Extracted data

□ □ □

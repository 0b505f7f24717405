//! [`CommandGate`] – last stop before a [`MotionCommand`] reaches the link.
//!
//! Every registered [`Rule`] sees the command in order and returns it,
//! possibly clamped, or rejects it.  The first rejection stops evaluation and
//! the command is **not** transmitted.  Out-of-range durations and positions
//! are clamped into the calibrated limits rather than rejected; only values
//! that cannot be interpreted at all (NaN, infinities) are refused.

use agribot_types::{AgriError, CalibrationProfile, MotionCommand};
use tracing::warn;

// ────────────────────────────────────────────────────────────────────────────
// Rule trait
// ────────────────────────────────────────────────────────────────────────────

pub trait Rule: Send + Sync {
    /// Name used in rejection messages.
    fn name(&self) -> &str;

    /// Return the command to transmit, or [`AgriError::Rejected`].
    fn apply(&self, command: MotionCommand) -> Result<MotionCommand, AgriError>;
}

// ────────────────────────────────────────────────────────────────────────────
// CommandGate
// ────────────────────────────────────────────────────────────────────────────

/// # Example
///
/// ```
/// use agribot_kernel::command_gate::CommandGate;
/// use agribot_types::{CalibrationProfile, MotionCommand};
///
/// let gate = CommandGate::from_profile(&CalibrationProfile::default());
///
/// let admitted = gate.admit(MotionCommand::ExtendFor { seconds: 60.0 }).unwrap();
/// assert_eq!(admitted, MotionCommand::ExtendFor { seconds: 7.5 });
///
/// assert!(gate.admit(MotionCommand::Spray { seconds: f32::NAN }).is_err());
/// ```
#[derive(Default)]
pub struct CommandGate {
    rules: Vec<Box<dyn Rule>>,
}

impl CommandGate {
    pub fn new() -> Self {
        Self::default()
    }

    /// The standard rule set for a calibration profile.
    pub fn from_profile(profile: &CalibrationProfile) -> Self {
        let mut gate = Self::new();
        gate.add_rule(Box::new(FiniteRule));
        gate.add_rule(Box::new(NonNegativeRule));
        gate.add_rule(Box::new(ArmLimitRule {
            max_extend_s: profile.max_extend_s,
            retract_buffer_s: profile.retract_buffer_s,
            travel_limit_cm: profile.arm_travel_limit_cm,
        }));
        gate.add_rule(Box::new(TravelLimitRule {
            max_travel_s: profile.max_travel_s,
        }));
        gate
    }

    /// Register a new [`Rule`].  Rules are evaluated in insertion order.
    pub fn add_rule(&mut self, rule: Box<dyn Rule>) {
        self.rules.push(rule);
    }

    pub fn admit(&self, command: MotionCommand) -> Result<MotionCommand, AgriError> {
        self.rules
            .iter()
            .try_fold(command, |command, rule| rule.apply(command))
    }
}

// ────────────────────────────────────────────────────────────────────────────
// Built-in rules
// ────────────────────────────────────────────────────────────────────────────

/// The numeric argument of a command, if it has one.
fn argument(command: &MotionCommand) -> Option<f32> {
    use MotionCommand as C;
    match *command {
        C::MoveForward { seconds: Some(s) }
        | C::MoveBackward { seconds: Some(s) }
        | C::TurnLeft { seconds: Some(s) }
        | C::TurnRight { seconds: Some(s) }
        | C::ExtendFor { seconds: s }
        | C::RetractFor { seconds: s }
        | C::Spray { seconds: s } => Some(s),
        C::ExtendTo { cm } => Some(cm),
        _ => None,
    }
}

/// Replace the numeric argument of a command.
fn with_argument(command: MotionCommand, value: f32) -> MotionCommand {
    use MotionCommand as C;
    match command {
        C::MoveForward { seconds: Some(_) } => C::MoveForward { seconds: Some(value) },
        C::MoveBackward { seconds: Some(_) } => C::MoveBackward { seconds: Some(value) },
        C::TurnLeft { seconds: Some(_) } => C::TurnLeft { seconds: Some(value) },
        C::TurnRight { seconds: Some(_) } => C::TurnRight { seconds: Some(value) },
        C::ExtendFor { .. } => C::ExtendFor { seconds: value },
        C::RetractFor { .. } => C::RetractFor { seconds: value },
        C::Spray { .. } => C::Spray { seconds: value },
        C::ExtendTo { .. } => C::ExtendTo { cm: value },
        other => other,
    }
}

fn clamp_argument(rule: &str, command: MotionCommand, max: f32) -> MotionCommand {
    match argument(&command) {
        Some(v) if v > max => {
            warn!(rule, %command, limit = max, "clamped");
            with_argument(command, max)
        }
        _ => command,
    }
}

/// Refuses NaN and infinite arguments.
pub struct FiniteRule;

impl Rule for FiniteRule {
    fn name(&self) -> &str {
        "finite"
    }

    fn apply(&self, command: MotionCommand) -> Result<MotionCommand, AgriError> {
        match argument(&command) {
            Some(v) if !v.is_finite() => Err(AgriError::Rejected {
                rule: self.name().to_string(),
                details: format!("{command:?} has a non-finite argument"),
            }),
            _ => Ok(command),
        }
    }
}

/// Clamps negative durations and positions to zero.
pub struct NonNegativeRule;

impl Rule for NonNegativeRule {
    fn name(&self) -> &str {
        "non_negative"
    }

    fn apply(&self, command: MotionCommand) -> Result<MotionCommand, AgriError> {
        Ok(match argument(&command) {
            Some(v) if v < 0.0 => {
                warn!(rule = self.name(), ?command, "negative argument clamped to zero");
                with_argument(command, 0.0)
            }
            _ => command,
        })
    }
}

/// Keeps arm commands inside the mechanical envelope.  Retraction may run
/// for the extension limit plus the retract buffer.
pub struct ArmLimitRule {
    pub max_extend_s: f32,
    pub retract_buffer_s: f32,
    pub travel_limit_cm: f32,
}

impl Rule for ArmLimitRule {
    fn name(&self) -> &str {
        "arm_limit"
    }

    fn apply(&self, command: MotionCommand) -> Result<MotionCommand, AgriError> {
        Ok(match command {
            MotionCommand::ExtendFor { .. } => clamp_argument(self.name(), command, self.max_extend_s),
            MotionCommand::RetractFor { .. } => clamp_argument(
                self.name(),
                command,
                self.max_extend_s + self.retract_buffer_s,
            ),
            MotionCommand::ExtendTo { .. } => {
                clamp_argument(self.name(), command, self.travel_limit_cm)
            }
            other => other,
        })
    }
}

/// Caps timed base motion.
pub struct TravelLimitRule {
    pub max_travel_s: f32,
}

impl Rule for TravelLimitRule {
    fn name(&self) -> &str {
        "travel_limit"
    }

    fn apply(&self, command: MotionCommand) -> Result<MotionCommand, AgriError> {
        Ok(if command.is_drive() {
            clamp_argument(self.name(), command, self.max_travel_s)
        } else {
            command
        })
    }
}

#[cfg(test)]
mod tests {
    use super::*;

    fn gate() -> CommandGate {
        CommandGate::from_profile(&CalibrationProfile::default())
    }

    #[test]
    fn in_range_commands_pass_unchanged() {
        let g = gate();
        let cmd = MotionCommand::ExtendFor { seconds: 2.99 };
        assert_eq!(g.admit(cmd.clone()).unwrap(), cmd);
        assert_eq!(g.admit(MotionCommand::PumpOff).unwrap(), MotionCommand::PumpOff);
    }

    #[test]
    fn negative_duration_clamped_to_zero() {
        let g = gate();
        assert_eq!(
            g.admit(MotionCommand::MoveBackward { seconds: Some(-0.4) }).unwrap(),
            MotionCommand::MoveBackward { seconds: Some(0.0) }
        );
    }

    #[test]
    fn arm_limits_are_enforced() {
        let g = gate();
        assert_eq!(
            g.admit(MotionCommand::ExtendFor { seconds: 9.0 }).unwrap(),
            MotionCommand::ExtendFor { seconds: 7.5 }
        );
        assert_eq!(
            g.admit(MotionCommand::RetractFor { seconds: 9.0 }).unwrap(),
            MotionCommand::RetractFor { seconds: 8.0 }
        );
        assert_eq!(
            g.admit(MotionCommand::ExtendTo { cm: 30.0 }).unwrap(),
            MotionCommand::ExtendTo { cm: 15.5 }
        );
    }

    #[test]
    fn travel_limit_applies_to_timed_drive_only() {
        let g = gate();
        assert_eq!(
            g.admit(MotionCommand::MoveForward { seconds: Some(12.0) }).unwrap(),
            MotionCommand::MoveForward { seconds: Some(5.0) }
        );
        assert_eq!(
            g.admit(MotionCommand::MoveForward { seconds: None }).unwrap(),
            MotionCommand::MoveForward { seconds: None }
        );
        assert_eq!(
            g.admit(MotionCommand::Spray { seconds: 12.0 }).unwrap(),
            MotionCommand::Spray { seconds: 12.0 }
        );
    }

    #[test]
    fn non_finite_is_rejected_first() {
        let g = gate();
        let result = g.admit(MotionCommand::ExtendTo { cm: f32::INFINITY });
        assert!(matches!(result, Err(AgriError::Rejected { ref rule, .. }) if rule == "finite"));
    }

    #[test]
    fn empty_gate_admits_everything() {
        let g = CommandGate::new();
        let cmd = MotionCommand::ExtendFor { seconds: 999.0 };
        assert_eq!(g.admit(cmd.clone()).unwrap(), cmd);
    }
}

□ □ □

Locate the word "TurnRight" in the records and collect each line it appears in.

        | C::TurnRight { seconds: Some(s) }
        C::TurnRight { seconds: Some(_) } => C::TurnRight { seconds: Some(value) },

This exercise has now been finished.